Thanks for sharing these great pics of such a very special Stowa!


----------



## Altanbulag

Just missed my FedEx delivery a few mins ago. Next delivery: on Monday...! How bad is that, only you can understand, guys!

It will be a looong weekend :-(


----------



## bay

Altanbulag said:


> Just missed my FedEx delivery a few mins ago. Next delivery: on Monday...! How bad is that, only you can understand, guys!
> 
> It will be a looong weekend :-(


Monday delivery scheduled for mine as well. Can't wait!

Sent from my iPhone using Tapatalk


----------



## Altanbulag

bay said:


> Monday delivery scheduled for mine as well. Can't wait!


I feel less lonely.
Here is London. Where will your baby be delivered?


----------



## iggy-th

Altanbulag said:


> I feel less lonely.
> Here is London. Where will your baby be delivered?


You guys were lucky, I haven't yet received payment email from Stowa


----------



## Jb330ci

To tease you guys a little bit. On an old style strap with rivets. I found I like it more and more as time goes by...










And such a perfect day, 6 on the date window.










Sent from my iPhone using Tapatalk


----------



## bay

Altanbulag said:


> I feel less lonely.
> Here is London. Where will your baby be delivered?


California



Jb330ci said:


> To tease you guys a little bit. On an old style strap with rivets. I found I like it more and more as time goes by...
> 
> 
> 
> 
> 
> 
> 
> 
> 
> 
> And such a perfect day, 6 on the date window.
> 
> 
> 
> 
> 
> 
> 
> 
> 
> 
> Sent from my iPhone using Tapatalk


Still not quite sure what strap I will use. I have a few options (including one with rivets sort of like yours), but I'm pretty sure the strap that comes with this watch will not be the one I land on.

Sent from my iPhone using Tapatalk


----------



## hidden830726

Still waiting for mine, but ok, its good to wait, just like the old times.... 

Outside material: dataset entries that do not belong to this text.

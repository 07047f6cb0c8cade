//! Rendezvous forwarding for hosts that cannot accept connections.
//!
//! A publicly reachable relay runs `listen` (or `Ulisten`) on two ports.
//! The host behind NAT runs `slave` (or `Uslave`), which dials both its
//! local service and the relay's first port. A client then reaches the
//! service through the relay's second port. Both private ends only ever
//! make outbound connections.

mod listen;
mod slave;
pub mod slot;
mod udp_listen;
mod udp_slave;

pub use listen::ListenForwarder;
pub use slave::SlaveForwarder;
pub use slot::{RelayPairSlot, Side};
pub use udp_listen::{Pairing, UdpListenForwarder, Verdict};
pub use udp_slave::UdpSlaveForwarder;
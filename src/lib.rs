//! A TCP and UDP traffic relay.
//!
//! Six modes share one set of building blocks:
//!
//! - `trans` / `Utrans` forward a local port to a fixed remote endpoint.
//! - `listen` / `Ulisten` run on a public host and join connections (or
//!   datagram senders) arriving on two ports, in arrival order.
//! - `slave` / `Uslave` run behind NAT and dial both a local service and the
//!   public relay, exposing the service without any inbound port.
//!
//! Traffic is relayed byte for byte; nothing is parsed, encrypted or
//! multiplexed.

pub mod cli;
pub mod config;
pub mod error;
pub mod forwarder;
pub mod logging;
pub mod net;
pub mod pump;
pub mod rendezvous;
pub mod session;
pub mod shutdown;
pub mod tcp;
pub mod udp;

#[cfg(test)]
mod testing;

pub use config::{Endpoint, ForwardConfig, Limits};
pub use error::{ForwardError, Result};
pub use forwarder::Forwarder;
pub use shutdown::{Shutdown, ShutdownTrigger};
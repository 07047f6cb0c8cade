use std::{net::UdpSocket, sync::Arc, time::Duration};

use smol::{Async, Timer};

use crate::{
    config::{Endpoint, Limits},
    error::Result,
    net,
    shutdown::Shutdown,
    udp::{self, DATAGRAM_BUFFER},
};

/// `Uslave` mode: the private half of a UDP rendezvous.
///
/// One socket is connected to the local service and one to the relay. An
/// empty datagram registers this host with the relay and is repeated every
/// retry delay to keep both the registration and any NAT mapping alive.
/// Setup failures are retried after the same delay, forever.
pub struct UdpSlaveForwarder {
    service: Endpoint,
    relay: Endpoint,
    limits: Limits,
}

impl UdpSlaveForwarder {
    pub fn new(service: Endpoint, relay: Endpoint, limits: Limits) -> Self {
        Self {
            service,
            relay,
            limits,
        }
    }

    #[tracing::instrument(name = "Uslave", skip_all, fields(service = %self.service, relay = %self.relay))]
    pub async fn run(self, shutdown: Shutdown) {
        loop {
            match shutdown.guard(self.connect()).await {
                None => break,
                Some(Ok((service, relay))) => {
                    self.relay(service, relay, &shutdown).await;
                    break;
                }
                Some(Err(e)) => {
                    tracing::error!("{}", e);
                    tracing::info!("retrying in {:?}", self.limits.retry_delay);
                    if shutdown.guard(Timer::after(self.limits.retry_delay)).await.is_none() {
                        break;
                    }
                }
            }
        }
        tracing::info!("stopped");
    }

    async fn connect(&self) -> Result<(Async<UdpSocket>, Async<UdpSocket>)> {
        let service = net::connect_udp(&self.service).await?;
        let relay = net::connect_udp(&self.relay).await?;
        tracing::info!("connected to {} and {}", self.service, self.relay);
        Ok((service, relay))
    }

    async fn relay(&self, service: Async<UdpSocket>, relay: Async<UdpSocket>, shutdown: &Shutdown) {
        let service = Arc::new(service);
        let relay = Arc::new(relay);

        let up = smol::spawn(forward(
            service.clone(),
            relay.clone(),
            format!("{} -> {}", self.service, self.relay),
        ));
        let down = smol::spawn(forward(
            relay.clone(),
            service,
            format!("{} -> {}", self.relay, self.service),
        ));
        let keepalive = smol::spawn(keepalive(relay, self.limits.retry_delay));

        shutdown.wait().await;
        up.cancel().await;
        down.cancel().await;
        keepalive.cancel().await;
    }
}

async fn forward(from: Arc<Async<UdpSocket>>, to: Arc<Async<UdpSocket>>, route: String) {
    let mut buf = vec![0u8; DATAGRAM_BUFFER];
    loop {
        let n = udp::recv(&from, &mut buf).await;
        if udp::send(&to, &buf[..n]).await {
            tracing::info!(bytes = n, "{}", route);
        }
    }
}

async fn keepalive(relay: Arc<Async<UdpSocket>>, every: Duration) {
    loop {
        if udp::send(&relay, &[]).await {
            tracing::debug!("registration sent");
        }
        Timer::after(every).await;
    }
}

btw, i recall the suspended watch design competition is sponsor by watchtime and they are suppose to release a watch with the winning design, since they have suspended the competition, so is this the watch that replace the winning design?


----------



## Altanbulag

I got it precisely TWO minutes ago!!!

This is my first touch, a giant leap for nobody in the world but ME!!!

Happyness and wonder. Much more astonishing yet equilibrate than I expected. The best I could dream of. Definitely, all the pictures I saw around - these included, of course - don't make justice to this wonderful piece.

Thank you Jörg, and Sandra, and all of you Stowa people. No. 14 is safe in harbour! 

That's probably the only Airman named... CABMAN :grinning: by its owner. It will assist me during my days and nights on London streets, making my runs smoother and delightful.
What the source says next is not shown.